Tudo começou com a construção de rotundas quando tal era “necessário” (ou não) para “melhorar” o trânsito dentro da cidade. Esta velha pioneira do “movimento estilístico” mostra já traços daquilo que se viria a generalizar no resto da cidade (procederemos um pouco mais à frente a explicações): reparem bem nos elementos “decorativos” desta obra arquitectónica, nomeadamente do belo banco de jardim para os velhotes estarem no centro da acção e verem as viaturas a passar de um lado para o outro (isto é melhor do que aqueles “home cinema” com aqueles sistemas de som a 3D), uma rotunda amiga da cidade, preocupada com o bem-estar dos seus cidadãos.
A verdade é que Odivelas chegou ao século XXI como um grande concelho, e como uma “autarquia pouco equilibrada financeiramente”. Mostrava-se então na posição ideal para dar o passo seguinte, partir para a modernidade e evoluir; e o que significa modernidade para a câmara de Odivelas? Rotundas, mas não umas quaisquer, estamos a falar de rotundas “ainda mais” evoluídas.

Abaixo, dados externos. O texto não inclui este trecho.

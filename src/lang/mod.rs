//! # Language Module
//!
//! Generic utilities shared by language analyzers: the document type, settings helpers,
//! diagnostic construction and printing, and the `Analysis` trait used by the CLI.
//! Language specific operations such as parsing are in the submodules.

pub mod ca65;

use colored::*;
use thiserror::Error;
use std::io;
use std::io::Read;
use std::io::Write;
use atty;
use lsp_types as lsp;

use crate::{STDRESULT,DYNERR};

#[derive(Error,Debug)]
pub enum Error {
    #[error("Syntax error")]
    Syntax
}

/// Text of a source document, `name` is used only for display
#[derive(Clone)]
pub struct Document {
    pub name: String,
    pub version: Option<i32>,
    pub text: String
}

impl Document {
    pub fn new(name: &str, text: String) -> Self {
        Self {
            name: name.to_string(),
            version: None,
            text
        }
    }
    pub fn from_string(text: String, version: i32) -> Self {
        Self {
            name: "stdin".to_string(),
            version: Some(version),
            text
        }
    }
}

/// Try to update a severity from a serde `Value` presumed to be an object.
/// A null or `"ignore"` turns the check off.  If there is any error do not change the value.
pub fn update_json_severity(maybe_obj: &serde_json::Value, key: &str, curr: &mut Option<lsp::DiagnosticSeverity>) {
    if let Some(outer) = maybe_obj.as_object() {
        if let Some(x) = outer.get(key) {
            if x.is_null() {
                *curr = None;
                return;
            }
            match x.as_str() {
                Some("error") => *curr = Some(lsp::DiagnosticSeverity::ERROR),
                Some("warn") => *curr = Some(lsp::DiagnosticSeverity::WARNING),
                Some("info") => *curr = Some(lsp::DiagnosticSeverity::INFORMATION),
                Some("hint") => *curr = Some(lsp::DiagnosticSeverity::HINT),
                Some("ignore") => *curr = None,
                _ => {}
            }
        }
    }
}

/// Try to update an integer from a serde `Value` presumed to be an object.
/// If there is any error do not change the value.
pub fn update_json_i64(maybe_obj: &serde_json::Value, key: &str, curr: &mut i64) {
    if let Some(outer) = maybe_obj.as_object() {
        if let Some(x) = outer.get(key) {
            if let Some(val) = x.as_i64() {
                *curr = val;
            }
        }
    }
}

pub fn basic_diag(range: lsp::Range,mess: &str,severity: lsp::DiagnosticSeverity) -> lsp::Diagnostic {
    lsp::Diagnostic {
        range,
        severity: Some(severity),
        code: None,
        code_description: None,
        source: None,
        message: mess.to_string(),
        related_information: None,
        tags: None,
        data: None
    }
}

/// Print a diagnostic to stderr with the offending span highlighted.
/// The range is assumed to lie within one row, otherwise only the start row is shown.
pub fn eprint_diagnostic(diag: &lsp::Diagnostic, program: &str) {
    let range = diag.range;
    let line = match program.lines().nth(range.start.line as usize) {
        Some(l) => l,
        None => ""
    };
    let (label,color) = match diag.severity {
        Some(lsp::DiagnosticSeverity::ERROR) => ("ERROR",Color::Red),
        Some(lsp::DiagnosticSeverity::WARNING) => ("WARNING",Color::BrightYellow),
        Some(lsp::DiagnosticSeverity::INFORMATION) => ("INFO",Color::Blue),
        _ => ("HINT",Color::Cyan)
    };
    eprintln!("{} row {} col {}: {}",label.color(color),range.start.line+1,range.start.character+1,diag.message);
    let c1 = (range.start.character as usize).min(line.len());
    let c2 = match range.end.line==range.start.line {
        true => (range.end.character as usize).clamp(c1,line.len()),
        false => line.len()
    };
    eprintln!("    {}{}{}",
        line.get(0..c1).unwrap_or("???"),
        match line.get(c1..c2) { None => "???".normal(), Some(s) => s.color(color).bold() },
        line.get(c2..).unwrap_or("???"));
}

/// Accumulate lines typed at the console until `bye`
pub fn line_entry(prompt: &str) -> Result<String,DYNERR> {
    let mut code = String::new();
    eprintln!("Line entry interface.");
    eprintln!("This is a blind accumulation of lines.");
    eprintln!("Verify occurs when entry is terminated.");
    eprintln!("Accumulated lines can be piped.");
    eprintln!("`bye` terminates.");
    loop {
        eprint!("{} ",prompt);
        let mut line = String::new();
        io::stderr().flush()?;
        io::stdin().read_line(&mut line)?;
        if line=="bye\n" || line=="bye\r\n" || line.is_empty() {
            break;
        }
        code += &line;
    }
    Ok(code)
}

/// If stdin is the console start line entry, otherwise read the pipe into a string.
/// Input that is not UTF-8 is an error.
pub fn read_stdin_or_entry(prompt: &str) -> Result<String,DYNERR> {
    if atty::is(atty::Stream::Stdin) {
        return line_entry(prompt);
    }
    let mut code = String::new();
    io::stdin().read_to_string(&mut code)?;
    Ok(code)
}

/// This trait object serves the CLI subcommands, whether run from the console
/// or in a subprocess.
pub trait Analysis {
    /// Analyze a document to produce diagnostic and folding information.
    fn analyze(&mut self,doc: &Document) -> STDRESULT;
    /// Parse the JSON to update the configuration.
    /// Unknown keys or unexpected values can be handled as the analyzer chooses.
    fn update_config(&mut self,json_str: &str) -> STDRESULT;
    /// Get a clone of the diagnostics from the most recent analysis.
    fn get_diags(&self,doc: &Document) -> Vec<lsp::Diagnostic>;
    fn get_folds(&self,doc: &Document) -> Vec<lsp::FoldingRange>;
    fn err_warn_info_counts(&self) -> [usize;3];
    fn eprint_lines_sexpr(&self,doc: &str);
    /// If console start interactive entry, otherwise empty input pipe into string.
    fn read_stdin(&self) -> Result<String,DYNERR>;
}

De facto evolução parece ser a palavra de ordem, mas e o bem-estar humano? O belo do banco de jardim desapareceu do meio das rotundas! Os velhotes já não podem ver a Volta a Portugal do melhor lugar. Pois, se calhar é pelo facto de algumas rotundas se encontrarem na zona nova da cidade. Ainda não há pessoas a viver para aquelas bandas, e mesmo que haja estas serão mais jovens e irão preferir ficar em casa a ver o “mar de telenovelas” que passa na TV. No entanto há uma coisa a apontar: nós não conseguimos mostrar a verdadeira dimensão desde novo “movimento arquitectónico” pois se pensavam que estas eram as únicas rotundas da zona nova estão muito enganados. Existem mais umas quantas irmãs gémeas que resolvemos não captar com a máquina (senão, também não fazíamos mais nada na vida). Temos aqui mais duas “belas senhoras” redondas desta vez tiradas noutro local da cidade. A obesidade não afecta só os homens, como poderemos verificar nas fotos:


De facto esta 3º evolução é constituída por rotundas maiores com 2 e 3 vias de circulação, quando na realidade só a via do meio é utilizada. Ora, o bom português é muito calculista e acha que “no meio é que esta a virtude”. Além disso, o responsável pelo aparecimento destas duas obras foi contagiado pela euforia da construção dos estádios do Euro2004 se não reparem bem no holofote central que serve para iluminar a rotunda. Mais parece ter vindo directamente do campo do Odivelas F.C. (ora o meu Microsoft Word não reconhece a palavra “Odivelas”, inadmissível; uma terra em franco crescimento).
No entanto, estas 2 rotundas não conseguem rivalizar com aquilo que mostraremos a seguir.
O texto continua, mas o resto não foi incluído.